The correct cost function formula for Poisson statistics should be (for bin contents=N, fitted mean count rate=y)
y<0: forbidden (infinite cost)
y>=0, N=0: cost function=2y
y>=0, N>0: cost function=2
( (y-N) + N*(log(N)-log(y)) )

Least Squares approximates to this for very large N.

You assume that all points have equal statistical weights. Say you have several points, that you measured for different lengths of time. If you measured point 1 for one hour, we assume an error bar of 1. If you measured point 2 for one hour, and we get 0 counts, we should say the error bar is also 1. But what about if we measured point 2 for 100 hours? Then the error bar should be 0.01. The main problem that Mantid has in this respect is that it does not carry around data and statistical weights separately.

Opened an issue #14490 to add the Poisson cost function

In the example I’m using, these values are all counts in raw data bins from a time spectrum, with the same width, and accumulated for the same number of ISIS “frames”. So the different weighting that Andrei mentions does not occur. I agree that might be relevant in other cases such as triple axis neutron measurements. The solution is to have the value “y” in my formula be the theoretical count rate multiplied by the exposure time for that bin, which would have to be known on a bin-by-bin basis, and is independent of the data itself. If fitting multiple spectra then y also has to be multiplied by that detector’s solid angle or some equivalent calibration factor.

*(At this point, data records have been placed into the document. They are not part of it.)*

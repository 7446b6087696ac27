//! Retention policy evaluation.

use chrono::{DateTime, Duration, Utc};
use serde::{Deserialize, Serialize};

use crate::decision::{Decision, Reason};
use crate::tag::Tag;

/// Retention parameters for one repository.
///
/// Evaluation is pure and strictly per-repository: the current time is
/// injected, and tags from other repositories never interact.
#[derive(Debug, Clone, Copy, PartialEq, Eq, Serialize, Deserialize)]
pub struct RetentionPolicy {
    /// Number of most recently created tags kept unconditionally,
    /// regardless of age. Zero disables the rank floor.
    pub keep_count: usize,

    /// Maximum tag age in days. Tags ranked beyond the keep-count floor
    /// are deleted once their age strictly exceeds this threshold.
    pub max_age_days: u32,
}

impl RetentionPolicy {
    /// Creates a new retention policy.
    #[must_use]
    pub const fn new(keep_count: usize, max_age_days: u32) -> Self {
        Self {
            keep_count,
            max_age_days,
        }
    }

    /// Evaluates the policy against one repository's resolved tags.
    ///
    /// Tags are ordered newest-first, ties broken by name ascending so the
    /// result is deterministic for equal timestamps. The first `keep_count`
    /// tags are kept regardless of age; each remaining tag is kept while
    /// `now - created_at <= max_age_days` and deleted once strictly older.
    ///
    /// The returned decisions partition the input exactly: one decision per
    /// tag, no tag twice.
    #[must_use]
    pub fn evaluate(&self, now: DateTime<Utc>, tags: &[Tag]) -> Vec<Decision> {
        let mut sorted: Vec<Tag> = tags.to_vec();
        sorted.sort_by(|a, b| {
            b.created_at
                .cmp(&a.created_at)
                .then_with(|| a.name.cmp(&b.name))
        });

        let threshold = Duration::days(i64::from(self.max_age_days));

        sorted
            .into_iter()
            .enumerate()
            .map(|(rank, tag)| {
                if rank < self.keep_count {
                    Decision::keep(tag, Reason::WithinKeepCount)
                } else if now.signed_duration_since(tag.created_at) <= threshold {
                    Decision::keep(tag, Reason::WithinAge)
                } else {
                    Decision::delete(tag, Reason::AgedOut)
                }
            })
            .collect()
    }
}
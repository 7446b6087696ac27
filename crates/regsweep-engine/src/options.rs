//! Run configuration threaded through the engine.

use std::collections::HashMap;

use regsweep_core::RetentionPolicy;

/// The immutable configuration value for one run.
///
/// Every component receives its parameters from here; there is no
/// process-wide mutable state.
#[derive(Debug, Clone)]
pub struct PruneOptions {
    /// Default number of most recent tags kept per repository.
    pub keep_count: usize,

    /// Default maximum tag age in days per repository.
    pub max_age_days: u32,

    /// Compute and report decisions without issuing deletions.
    pub dry_run: bool,

    /// Bound on concurrent registry connections; also sizes the
    /// repository worker pool.
    pub concurrency: usize,

    /// When non-empty, restrict the run to these repositories.
    pub only: Vec<String>,

    /// Repositories excluded from the run.
    pub excludes: Vec<String>,

    /// Per-repository keep-count overrides.
    pub keep_overrides: HashMap<String, usize>,

    /// Per-repository age overrides, in days.
    pub age_overrides: HashMap<String, u32>,
}

impl PruneOptions {
    /// Creates options with the given global keep-count and age.
    #[must_use]
    pub fn new(keep_count: usize, max_age_days: u32) -> Self {
        Self {
            keep_count,
            max_age_days,
            dry_run: false,
            concurrency: 4,
            only: Vec::new(),
            excludes: Vec::new(),
            keep_overrides: HashMap::new(),
            age_overrides: HashMap::new(),
        }
    }

    /// Enables or disables dry-run mode.
    #[must_use]
    pub const fn dry_run(mut self, dry_run: bool) -> Self {
        self.dry_run = dry_run;
        self
    }

    /// Sets the connection/worker bound (clamped to at least 1).
    #[must_use]
    pub fn concurrency(mut self, concurrency: usize) -> Self {
        self.concurrency = concurrency.max(1);
        self
    }

    /// Restricts the run to the given repositories.
    #[must_use]
    pub fn only(mut self, repositories: Vec<String>) -> Self {
        self.only = repositories;
        self
    }

    /// Excludes the given repositories from the run.
    #[must_use]
    pub fn excludes(mut self, repositories: Vec<String>) -> Self {
        self.excludes = repositories;
        self
    }

    /// Sets per-repository keep-count overrides.
    #[must_use]
    pub fn keep_overrides(mut self, overrides: HashMap<String, usize>) -> Self {
        self.keep_overrides = overrides;
        self
    }

    /// Sets per-repository age overrides.
    #[must_use]
    pub fn age_overrides(mut self, overrides: HashMap<String, u32>) -> Self {
        self.age_overrides = overrides;
        self
    }

    /// Returns the retention policy for a repository, applying any
    /// per-repository overrides.
    #[must_use]
    pub fn policy_for(&self, repository: &str) -> RetentionPolicy {
        RetentionPolicy::new(
            self.keep_overrides
                .get(repository)
                .copied()
                .unwrap_or(self.keep_count),
            self.age_overrides
                .get(repository)
                .copied()
                .unwrap_or(self.max_age_days),
        )
    }

    /// Returns true if the repository is part of this run.
    #[must_use]
    pub fn selects(&self, repository: &str) -> bool {
        let included =
            self.only.is_empty() || self.only.iter().any(|candidate| candidate == repository);
        included && !self.excludes.iter().any(|candidate| candidate == repository)
    }
}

No progress seems to have been made for the last 2 years but we still have lots of low stats data waiting to be analysed at all, and medium stats data where we could do a better job. A particular example is the long time limit in muon spectra. Is it on anyone’s “to-do” list?


It is on Roman’s to-do list, but unfortunately he has been consistently very busy on other work, and is planned to be for the next few months as well. If we get any resource available in the next few months I’ll prioritize this.